This weekend marks the return of the Austin Food & Wine Festival. Like SXSW and ACL, attending Austin's massive food festival works best with a plan.
Eater has done the advance scouting of the schedules, opening and closing times, and sponsor areas, so you can make the best of your experience (and significant ticket investment). Here are some suggestions for Saturday's party at Butler Park below; do check out the Sunday guide, too.
10:30 a.m.: Gates open. While it is tempting to stroll in late, this is the perfect time to take a lap of the park and plan your day. Those sleeping in from Friday's revelry also mean that the 11 a.m. panels are easier to get a seat in than those happening later in the day.
11:00 a.m.: Richard Blais (Hickory Tent). The high-energy Top Chef favorite is promising tacos, tequila, and a preview of his new San Diego restaurant Juniper & Ivy at this demo. A rollicking start to the day.
VIP tip: From 11 to noon, the grand tasting tent is VIP access only. You might not need the full hour given that it stays open all day, but rolling in at 11:30 a.m. is a great way to skip lines and grab the best bites before the crowds come in. Today's featured plates come from The Carillon, LaV, Salt & Time, and The Bonneville. You splurged for the fancy passes, so why not use the access to ask Josh Watkins if you can borrow that Southern Pride Smoker he won last year or banter with Josh Jones and Allison Jenkins about whether they order every staff meal from Kebabalicious and Veracruz?
11:40 a.m.: Fire pit: Stop by for a bite from the rotating cast of Paul Qui, Jason Dady, Andrew Wiseheart, and Jack Gilmore.
12 noon: The Grand Tasting opens to all: If you are at this food festival to actually stuff your face with food, hit the tent the moment it opens and get to feasting. The lines will grow exponentially from here.
12 noon: John Currence (Mesquite Tent). Take a glass of wine with you into the tent and let Oxford, MS chef Currence teach you the basics of canning and preserving your garden fruits and veggies. Perhaps the most useful hour of the festival.
12:45 p.m. (Cocktail nerds): To Mix Or To Mingle (Rodney Strong Tent). Three of Austin's cocktail experts (Nate Wales of La Condesa, Jessica Sanders of drink.well, and Tipsy Texan David Alan) discuss their favorite spirits and what it means to be a bartender. Expect samples and stories.

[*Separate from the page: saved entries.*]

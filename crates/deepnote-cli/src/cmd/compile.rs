use std::io::Write;
use std::path::Path;

use anyhow::{bail, Result};
use serde::Serialize;

use deepnote_blocks::notebook::{compile_notebook, CompiledBlock};
use deepnote_blocks::ExecutionContext;
use deepnote_core::config::CoreConfig;

use crate::io::input;
use crate::output::{self, Status};

#[derive(Debug, Serialize)]
pub struct CompileOut {
    pub notebooks: Vec<NotebookOut>,
    pub failed: usize,
}

#[derive(Debug, Serialize)]
pub struct NotebookOut {
    pub id: String,
    pub name: String,
    pub blocks: Vec<CompiledBlock>,
}

pub fn run(cfg: &CoreConfig, path: &Path, notebook: Option<&str>, variables: Vec<String>) -> Result<()> {
    let file = input::read_document(path, cfg)?;
    let ctx = ExecutionContext::with_variables(variables);

    let notebooks: Vec<NotebookOut> = input::select_notebooks(&file, notebook)?
        .into_iter()
        .map(|nb| NotebookOut {
            id: nb.id.to_string(),
            name: nb.name.clone(),
            blocks: compile_notebook(nb, &ctx),
        })
        .collect();

    let failed = notebooks
        .iter()
        .flat_map(|nb| &nb.blocks)
        .filter(|b| !b.is_ok())
        .count();
    let out = CompileOut { notebooks, failed };

    if output::is_json() {
        output::print(&out)?;
    } else {
        render(&out)?;
    }

    if failed > 0 {
        bail!("{failed} block(s) failed to compile");
    }
    Ok(())
}

fn render(out: &CompileOut) -> Result<()> {
    let mut stdout = output::stdout();
    for nb in &out.notebooks {
        for b in &nb.blocks {
            output::header(&mut stdout, &format!("{}/{} ({})", nb.id, b.block_id, b.kind))?;
            match &b.output {
                Ok(text) => writeln!(stdout, "{text}")?,
                Err(e) => output::status_line(&mut stdout, Status::Error, &e.to_string())?,
            }
        }
    }
    Ok(())
}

12:45 p.m. (Food lovers): If you opted for Currence over food rushing, stop into the grand tasting tent for bites and drinks.
1:00 p.m.: Rick Bayless (Alder Tent). As he mentioned in a recent Eater interview, Bayless will focus on pairing wine with Mexican food in this seminar - which should only be useful to about 99.5% of Texas festival attendees.
2:00 p.m.: Another stop at the grand tasting tent, this time for bites from Noble Sandwich, Swift's Attic, Vespaio, and Epicerie Cafe.
2:15 p.m. (Imbibers): The Fine Art Of Tequila (Oak Tent). This seminar has a tequila flight if you feel one is necessary.
VIP tip: If you have the fancy "Savor" pass, stop into the VIP lounge for BBQ dishes from Stiles Switch, Valentina's, and The Hightower. There are also usually some high-end wines and nice coffees in this lounge area. Bonus points here for the restrooms with air conditioning.
2:15 p.m. (Others): Kim Crawford Casa Mariposa lounge. This area has two adult slushies on tap, three New Zealand wines to sample, ping-pong tables, popcorn, snacks, and phone chargers. All of these seem useful.
3:00 p.m.: Graham Elliot (Hickory Tent). Chicago's gregarious Elliot teaches tips and tricks for using spring seasonal ingredients. A bit more learning amidst the gluttony. Chef demos usually don't serve drinks, so grab a fire pit plate and fill your beer or wine glass before sitting down.
3:30 p.m.: David Alan and Justin Elliott (Austin Food & Wine Alliance Tent). On the way out, stop into the Austin Food & Wine Alliance Tent for a cocktail from David Alan and qui's Justin Elliott. They'll be discussing and serving an excellent Balcones Rumble Tepache that was recently crowned the 2014 Official Drink Of Austin.